Based on a 1973 Swedish mini-series by Ingmar Bergman, this new series was about intimate conversations between Jonathan and Mira in their big house in the suburbs. Writers Hagai Levi and Amy Herzog wrote these conversations in a way they think couples would probably say them in real life if they were in these touching circumstances. In this show, we witness how arguments between a married couple can be so insensitive, self-centered, manipulative, bitter, hostile to downright cruel. It could feel contrived occasionally, unpleasant mostly.
The episodes had titles which you will think were probably revelatory of how the story was going to go, particularly Episode 1 ("Innocence and Panic"), 3 ("Vale of Tears") and 5 ("In the Middle of the Night, in a Dark House, Somewhere in the World"). However, it was Episode 2 ("Poli") and especially Episode 4 ("The Illiterates") which had the most explosive confrontations, and proved to be the most difficult, most harrowing episodes to sit through. I have to admit, this was a very tough watch for me as a husband.
What transpired in Episode 1 was so upsetting to me, I could not accept that it even happened. Episode 2 was just so devastating that I could not watch it straight through as I needed a break to breathe. Episode 3 and 4 further solidified my opinions about these characters as the story twisted and turned, only to be challenged again by Episode 5. Everything can feel too real, so director Levi had to remind us that this was just a movie after all by showing the actors off the set behind the scenes.

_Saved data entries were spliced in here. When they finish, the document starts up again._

impl fmt::Display for Type {
    fn fmt(&self, f: &mut fmt::Formatter<'_>) -> fmt::Result {
        match self {
            Type::Int => write!(f, "int"),
            Type::Bool => write!(f, "bool"),
            Type::Ptr(inner) => write!(f, "ptr<{inner}>"),
        }
    }
}

#[derive(Debug, Clone, Copy, PartialEq, Eq, Hash)]
pub enum Literal {
    Int(i64),
    Bool(bool),
}

impl Literal {
    pub fn as_bool(&self) -> Option<bool> {
        match self {
            Literal::Bool(b) => Some(*b),
            Literal::Int(_) => None,
        }
    }

    pub fn as_int(&self) -> Option<i64> {
        match self {
            Literal::Int(n) => Some(*n),
            Literal::Bool(_) => None,
        }
    }
}

/// Opcodes valid on a `Value` instruction (§3).
#[derive(Debug, Clone, Copy, PartialEq, Eq, Hash)]
pub enum ValueOp {
    Id,
    Add,
    Sub,
    Mul,
    Div,
    And,
    Or,
    Not,
    Eq,
    Lt,
    Le,
    Gt,
    Ge,
}

impl ValueOp {
    pub fn name(self) -> &'static str {
        match self {
            ValueOp::Id => "id",
            ValueOp::Add => "add",
            ValueOp::Sub => "sub",
            ValueOp::Mul => "mul",
            ValueOp::Div => "div",
            ValueOp::And => "and",
            ValueOp::Or => "or",
            ValueOp::Not => "not",
            ValueOp::Eq => "eq",
            ValueOp::Lt => "lt",
            ValueOp::Le => "le",
            ValueOp::Gt => "gt",
            ValueOp::Ge => "ge",
        }
    }

    pub fn from_name(s: &str) -> Option<Self> {
        Some(match s {
            "id" => ValueOp::Id,
            "add" => ValueOp::Add,
            "sub" => ValueOp::Sub,
            "mul" => ValueOp::Mul,
            "div" => ValueOp::Div,
            "and" => ValueOp::And,
            "or" => ValueOp::Or,
            "not" => ValueOp::Not,
            "eq" => ValueOp::Eq,
            "lt" => ValueOp::Lt,
            "le" => ValueOp::Le,
            "gt" => ValueOp::Gt,
            "ge" => ValueOp::Ge,
            _ => return None,
        })
    }

    /// Commutative for the purposes of LVN key normalization (§4.5(c)).
    pub fn is_commutative(self) -> bool {
        matches!(self, ValueOp::Add | ValueOp::Mul | ValueOp::Eq | ValueOp::And | ValueOp::Or)
    }

    pub fn is_unary(self) -> bool {
        matches!(self, ValueOp::Id | ValueOp::Not)
    }

    /// Pure for LICM purposes (§4.8): `div` excluded deliberately.
    pub fn is_pure_for_licm(self) -> bool {
        !matches!(self, ValueOp::Div)
    }

    /// Pure for available-expressions purposes (§4.4): narrower set.
    pub fn is_pure_expr(self) -> bool {
        matches!(
            self,
            ValueOp::Add
                | ValueOp::Sub
                | ValueOp::Mul
                | ValueOp::Div
                | ValueOp::And
                | ValueOp::Or
                | ValueOp::Eq
                | ValueOp::Lt
                | ValueOp::Gt
        )
    }
}
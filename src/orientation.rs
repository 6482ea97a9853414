use glam::Vec3;
use std::f32::consts::FRAC_PI_2;

use crate::math::Quaternion;

/// Margin kept between pitch and the poles
pub const PITCH_EPSILON: f32 = 0.01;
/// Largest pitch magnitude the basis is ever evaluated at
pub const PITCH_LIMIT: f32 = FRAC_PI_2 - PITCH_EPSILON;

/// Camera forward in its own frame
const LOCAL_FORWARD: Vec3 = Vec3::NEG_Z;
/// Camera right in its own frame, also the pitch axis
const LOCAL_RIGHT: Vec3 = Vec3::X;
/// Yaw axis
const WORLD_UP: Vec3 = Vec3::Y;

/// Yaw outer, pitch inner: pitch turns about the camera's own right axis.
pub fn compose(yaw: f32, pitch: f32) -> Quaternion {
    Quaternion::from_angle_axis(yaw, WORLD_UP) * Quaternion::from_angle_axis(pitch, LOCAL_RIGHT)
}

pub fn clamp_pitch(pitch: f32) -> f32 {
    pitch.clamp(-PITCH_LIMIT, PITCH_LIMIT)
}

/// Yaw/pitch/roll angles and the basis derived from them.
///
/// `rotation` only ever carries yaw and pitch. Roll is a twist about
/// `forward` applied afterwards to `right` and `up`, so the triple stays
/// orthonormal while the canonical rotation stays roll-free.
#[derive(Debug, Clone, Copy)]
pub struct Orientation {
    yaw: f32,
    pitch: f32,
    roll: f32,
    rotation: Quaternion,
    forward: Vec3,
    right: Vec3,
    up: Vec3,
}

impl Default for Orientation {
    fn default() -> Self {
        Self {
            yaw: 0.0,
            pitch: 0.0,
            roll: 0.0,
            rotation: Quaternion::IDENTITY,
            forward: LOCAL_FORWARD,
            right: LOCAL_RIGHT,
            up: WORLD_UP,
        }
    }
}

impl Orientation {
    pub fn new(yaw: f32, pitch: f32, roll: f32) -> Self {
        let mut orientation = Self {
            yaw,
            pitch: clamp_pitch(pitch),
            roll,
            ..Self::default()
        };
        orientation.refresh();
        orientation
    }

    pub fn yaw(&self) -> f32 {
        self.yaw
    }

    pub fn pitch(&self) -> f32 {
        self.pitch
    }

    pub fn roll(&self) -> f32 {
        self.roll
    }

    pub fn rotation(&self) -> Quaternion {
        self.rotation
    }

    pub fn forward(&self) -> Vec3 {
        self.forward
    }

    pub fn right(&self) -> Vec3 {
        self.right
    }

    pub fn up(&self) -> Vec3 {
        self.up
    }

    /// Accumulate yaw and pitch. The basis is not refreshed.
    pub fn turn(&mut self, delta_yaw: f32, delta_pitch: f32) {
        self.yaw += delta_yaw;
        self.pitch = clamp_pitch(self.pitch + delta_pitch);
    }

    /// Accumulate roll. Takes effect on the next `refresh`.
    pub fn add_roll(&mut self, delta: f32) {
        self.roll += delta;
    }

    /// Recompute rotation and basis from the current angles
    pub fn refresh(&mut self) {
        self.rotation = compose(self.yaw, self.pitch);
        self.forward = self.rotation.rotate(LOCAL_FORWARD).normalize();

        let level_right = self.rotation.rotate(LOCAL_RIGHT).normalize();
        let twist = Quaternion::from_angle_axis(self.roll, self.forward);
        self.right = twist.rotate(level_right).normalize();
        self.up = twist
            .rotate(level_right.cross(self.forward).normalize())
            .normalize();
    }
}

The totally committed performances of Oscar Isaac and Jessica Chastain make this couple worth watching. Even if we do not see exactly agree with what they were talking about, this show will affect you. We are intruding in their most private, most vulnerable moments, hearing issues from both sides, deciding for ourselves who was right and who was wrong. We are pitting our moral compass against theirs, our definition of love against theirs. This is thought-, emotion- and conscience-provoking TV, not really entertainment. 8/10.